EXERCISE DIRECTIONS >> Nothing but the lines from the line with "#[derive(Debug, Clone, PartialEq, Eq)]" to the end of the records below should appear in the answer, each exactly as given.

-- EXERCISE DATA follows --

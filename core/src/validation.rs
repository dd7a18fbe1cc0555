//! Contact form validation.

use std::sync::LazyLock;

use regex::Regex;
use skillscout_types::{FieldError, MAX_MESSAGE_CHARS, ValidationResult};

// local-part @ domain . tld, no whitespace and no extra '@' in any segment.
static EMAIL_PATTERN: LazyLock<Regex> =
    LazyLock::new(|| Regex::new(r"^[^\s@]+@[^\s@]+\.[^\s@]+$").expect("email pattern is valid"));

/// Whether `email` looks like `local@domain.tld`.
///
/// Deliberately permissive: it checks shape only, so some undeliverable
/// addresses pass and some exotic valid ones fail.
#[must_use]
pub fn validate_email(email: &str) -> bool {
    EMAIL_PATTERN.is_match(email)
}

/// Validate both contact fields as given (no trimming).
///
/// Both field errors are reported when both fields are bad.
#[must_use]
pub fn validate_contact(email: &str, message: &str) -> ValidationResult {
    let email_error = if email.is_empty() {
        Some(FieldError::EmailRequired)
    } else if !validate_email(email) {
        Some(FieldError::EmailInvalid)
    } else {
        None
    };

    let message_error = if message.is_empty() {
        Some(FieldError::MessageEmpty)
    } else if message.chars().count() > MAX_MESSAGE_CHARS {
        Some(FieldError::MessageTooLong {
            max: MAX_MESSAGE_CHARS,
        })
    } else {
        None
    };

    ValidationResult {
        email_error,
        message_error,
    }
}

/// Proof that a contact message passed validation.
///
/// Holds the trimmed field values that were validated.
#[derive(Debug, Clone, PartialEq, Eq)]
pub struct ContactSubmission {
    email: String,
    message: String,
}

impl ContactSubmission {
    #[must_use]
    pub fn email(&self) -> &str {
        &self.email
    }

    #[must_use]
    pub fn message(&self) -> &str {
        &self.message
    }
}

/// Trim raw field contents and validate them.
pub fn validate_submission(
    email: &str,
    message: &str,
) -> Result<ContactSubmission, ValidationResult> {
    let email = email.trim();
    let message = message.trim();
    let result = validate_contact(email, message);
    if result.is_valid() {
        Ok(ContactSubmission {
            email: email.to_string(),
            message: message.to_string(),
        })
    } else {
        Err(result)
    }
}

-- EXERCISE DATA concluded --

SOLUTION TO THIS PROBLEM >>
#[derive(Debug, Clone, PartialEq, Eq)]
pub struct ContactSubmission {
    email: String,
    message: String,
}

impl ContactSubmission {
    #[must_use]
    pub fn email(&self) -> &str {
        &self.email
    }

    #[must_use]
    pub fn message(&self) -> &str {
        &self.message
    }
}

/// Trim raw field contents and validate them.
pub fn validate_submission(
    email: &str,
    message: &str,
) -> Result<ContactSubmission, ValidationResult> {
    let email = email.trim();
    let message = message.trim();
    let result = validate_contact(email, message);
    if result.is_valid() {
        Ok(ContactSubmission {
            email: email.to_string(),
            message: message.to_string(),
        })
    } else {
        Err(result)
    }
}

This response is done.